The laws of Alabama allow any qualified person to be appointed as the guardian over an adult who has been declared incapacitated. To obtain, you will need to petition to the Probate Court. You must give notice to all immediate family members and generally only one person is to be appointed. The Code of Alabama, §26–2A–104 does establish priorities for who shall be appointed. That statute states the priority as:

  1. Any person nominated in the incapacitated person’s most recent durable power of attorney.

  2. The spouse of the incapacitated person or a person nominated by the spouse.

  3. A parent of the incapacitated person or a person nominated by the parent.

  4. A relative of the incapacitated person, provided they have lived with the incapacitated person for more than six months.

  5. Any person nominated by an individual who is caring for or paying for the care of the incapacitated person.

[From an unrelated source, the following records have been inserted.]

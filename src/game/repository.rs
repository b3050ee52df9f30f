use async_trait::async_trait;
use chrono::{DateTime, Utc};
use sqlx::types::Json;
use sqlx::{PgPool, Row};
use std::collections::HashMap;
use std::str::FromStr;
use std::sync::Mutex;
use tracing::{debug, instrument, warn};

use super::models::{GameEventKind, GameEventRecord};
use super::state::GameSession;
use crate::shared::AppError;

/// Storage for game sessions and their event log
#[async_trait]
pub trait GameRepository {
    async fn get_game(&self, room_id: &str) -> Result<Option<GameSession>, AppError>;

    /// Stores the session and appends its events as one commit
    async fn save_game(
        &self,
        session: &GameSession,
        events: &[GameEventRecord],
    ) -> Result<(), AppError>;

    /// Event log of a room, oldest first
    async fn list_events(&self, room_id: &str) -> Result<Vec<GameEventRecord>, AppError>;
}

#[derive(Default)]
struct GameStore {
    games: HashMap<String, GameSession>,
    events: Vec<GameEventRecord>,
}

/// In-memory implementation of GameRepository for development and testing
#[derive(Default)]
pub struct InMemoryGameRepository {
    store: Mutex<GameStore>,
}

impl InMemoryGameRepository {
    pub fn new() -> Self {
        Self::default()
    }

    /// Number of stored games
    pub fn game_count(&self) -> usize {
        self.store.lock().map(|store| store.games.len()).unwrap_or(0)
    }
}

#[async_trait]
impl GameRepository for InMemoryGameRepository {
    #[instrument(skip(self))]
    async fn get_game(&self, room_id: &str) -> Result<Option<GameSession>, AppError> {
        let store = self.store.lock().map_err(|_| AppError::Internal)?;
        let game = store.games.get(room_id).cloned();
        debug!(room_id = %room_id, found = game.is_some(), "Fetched game from memory");
        Ok(game)
    }

    #[instrument(skip(self, session, events), fields(room_id = %session.room_id()))]
    async fn save_game(
        &self,
        session: &GameSession,
        events: &[GameEventRecord],
    ) -> Result<(), AppError> {
        let mut store = self.store.lock().map_err(|_| AppError::Internal)?;
        store
            .games
            .insert(session.room_id().to_string(), session.clone());
        store.events.extend_from_slice(events);

        debug!(event_count = events.len(), "Game saved in memory");
        Ok(())
    }

    #[instrument(skip(self))]
    async fn list_events(&self, room_id: &str) -> Result<Vec<GameEventRecord>, AppError> {
        let store = self.store.lock().map_err(|_| AppError::Internal)?;
        Ok(store
            .events
            .iter()
            .filter(|event| event.room_id == room_id)
            .cloned()
            .collect())
    }
}

/// PostgreSQL implementation of game repository
pub struct PostgresGameRepository {
    pool: PgPool,
}

impl PostgresGameRepository {
    pub fn new(pool: PgPool) -> Self {
        Self { pool }
    }
}

fn database_error(e: sqlx::Error) -> AppError {
    warn!(error = %e, "Game database operation failed");
    AppError::DatabaseError(e.to_string())
}

#[async_trait]
impl GameRepository for PostgresGameRepository {
    #[instrument(skip(self))]
    async fn get_game(&self, room_id: &str) -> Result<Option<GameSession>, AppError> {
        let row = sqlx::query("SELECT state FROM game_sessions WHERE room_id = $1")
            .bind(room_id)
            .fetch_optional(&self.pool)
            .await
            .map_err(database_error)?;

        match row {
            Some(row) => {
                let Json(session): Json<GameSession> =
                    row.try_get("state").map_err(database_error)?;
                Ok(Some(session))
            }
            None => {
                debug!(room_id = %room_id, "Game not found in database");
                Ok(None)
            }
        }
    }

    #[instrument(skip(self, session, events), fields(room_id = %session.room_id()))]
    async fn save_game(
        &self,
        session: &GameSession,
        events: &[GameEventRecord],
    ) -> Result<(), AppError> {
        let mut tx = self.pool.begin().await.map_err(database_error)?;

        sqlx::query(
            "INSERT INTO game_sessions (room_id, state, updated_at) VALUES ($1, $2, $3) \
             ON CONFLICT (room_id) DO UPDATE SET state = EXCLUDED.state, updated_at = EXCLUDED.updated_at",
        )
        .bind(session.room_id())
        .bind(Json(session))
        .bind(Utc::now())
        .execute(&mut *tx)
        .await
        .map_err(database_error)?;

        for event in events {
            sqlx::query(
                "INSERT INTO game_events (id, room_id, player_id, kind, payload, created_at) \
                 VALUES ($1, $2, $3, $4, $5, $6)",
            )
            .bind(&event.id)
            .bind(&event.room_id)
            .bind(&event.player_id)
            .bind(event.kind.to_string())
            .bind(Json(&event.payload))
            .bind(event.created_at)
            .execute(&mut *tx)
            .await
            .map_err(database_error)?;
        }

        tx.commit().await.map_err(database_error)?;
        debug!(event_count = events.len(), "Game saved in database");
        Ok(())
    }

    #[instrument(skip(self))]
    async fn list_events(&self, room_id: &str) -> Result<Vec<GameEventRecord>, AppError> {
        let rows = sqlx::query(
            "SELECT id, room_id, player_id, kind, payload, created_at FROM game_events \
             WHERE room_id = $1 ORDER BY created_at, seq",
        )
        .bind(room_id)
        .fetch_all(&self.pool)
        .await
        .map_err(database_error)?;

        rows.into_iter()
            .map(|row| {
                let kind: String = row.try_get("kind").map_err(database_error)?;
                let kind = GameEventKind::from_str(&kind).map_err(|e| {
                    warn!(kind = %kind, error = %e, "Unknown event kind in database");
                    AppError::DatabaseError(format!("unknown event kind: {}", kind))
                })?;
                let Json(payload): Json<serde_json::Value> =
                    row.try_get("payload").map_err(database_error)?;
                let created_at: DateTime<Utc> =
                    row.try_get("created_at").map_err(database_error)?;

                Ok(GameEventRecord {
                    id: row.try_get("id").map_err(database_error)?,
                    room_id: row.try_get("room_id").map_err(database_error)?,
                    player_id: row.try_get("player_id").map_err(database_error)?,
                    kind,
                    payload,
                    created_at,
                })
            })
            .collect()
    }
}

Once an individual is appointed Guardian over either a minor or an incapacitated adult, the Guardian then has powers and duties which include:

  1. A Guardian of a minor has the same powers and responsibilities that a parent would have when it comes to the minor’s support, health, care, education or maintenance.

  2. The Guardian must become or remain personally acquainted with the person and maintain contact with them.

  3. The Guardian must take care of the personal effects of the person and perhaps commence proceedings, if necessary, to protect the property of the person.

  4. The Guardian must use the person’s money for the person’s current needs for support, health, care, education, and maintenance.

  5. The Guardian must conserve any of the excess money of the person’s for their future needs.

  6. The Guardian must report to the Court the condition of the person as often as the Court may order.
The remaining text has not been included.